In 1981, Allen proposed pay raises for city officials, including doubling the pay rate for members of the City Council. She ran for re-election to the Council that same year, winning a second term. The following year, 1982, she ran for election to the state Washington House of Representatives, winning a seat representing the 21st legislative district. While serving in the House, she was a member of the Higher Education Committee. In 1984, her re-election campaign was endorsed by the Washington State Labor Council, making her one of only a small number of Republicans to receive their endorsement. Her 1986 re-election campaign was endorsed by the Tri-City Herald. After her death in 1988, she was succeeded by Jeannette Wood.

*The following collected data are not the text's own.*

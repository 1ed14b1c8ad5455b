use std::collections::HashSet;

use super::{LedgerReader, LedgerWriter, SubmitError, validate};
use crate::{Record, Result};

/// Ledger kept in memory, used for dry runs and tests.
#[derive(Debug, Default)]
pub struct MemoryLedger {
    records: Vec<Record>,
    rejected_keys: HashSet<String>,
    next_id: u64,
}

impl MemoryLedger {
    pub fn new(records: Vec<Record>) -> Self {
        MemoryLedger {
            records,
            ..Default::default()
        }
    }

    /// Reject every submission of a deposit with this key.
    pub fn rejecting(mut self, key: impl Into<String>) -> Self {
        self.rejected_keys.insert(key.into());
        self
    }

    pub fn records(&self) -> &[Record] {
        &self.records
    }
}

impl LedgerReader for MemoryLedger {
    fn list_all(&mut self) -> Result<Vec<Record>> {
        Ok(self.records.clone())
    }
}

impl LedgerWriter for MemoryLedger {
    fn submit(&mut self, record: &Record) -> Result<String, SubmitError> {
        if self.rejected_keys.contains(record.key()) {
            return Err(SubmitError::Rejected(format!(
                "deposit '{}' is not accepted",
                record.key()
            )));
        }
        validate(record)?;

        self.next_id += 1;
        let txn_id = format!("MEM-{}", self.next_id);
        let mut stored = record.clone();
        stored.txn_id = Some(txn_id.clone());
        self.records.push(stored);
        Ok(txn_id)
    }
}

Despite being a registered Republican, Allen was known for being willing to vote with Democrats. She was the lone Republican to support the 1983 supplemental budget and also crossed party lines to support a bias settlement in 1984. In 1985, she supported a bill calling for reparations for Japanese Americans interred during World War II, and she supported an anti-apartheid bill in 1986. In 1988, she was one of only two Republicans to support increasing Washington's minimum wage to $4.24 an hour. She also advocated for women's involvement in politics, saying that women "don't get hung up on on making hero speeches" and were more focused on the work of government.

== Personal life ==
Allen was married and had three daughters. While serving on the Edmonds City Council, she also served as a member of the Puget Sound Health Systems Agency. She died from cancer on June 7, 1988.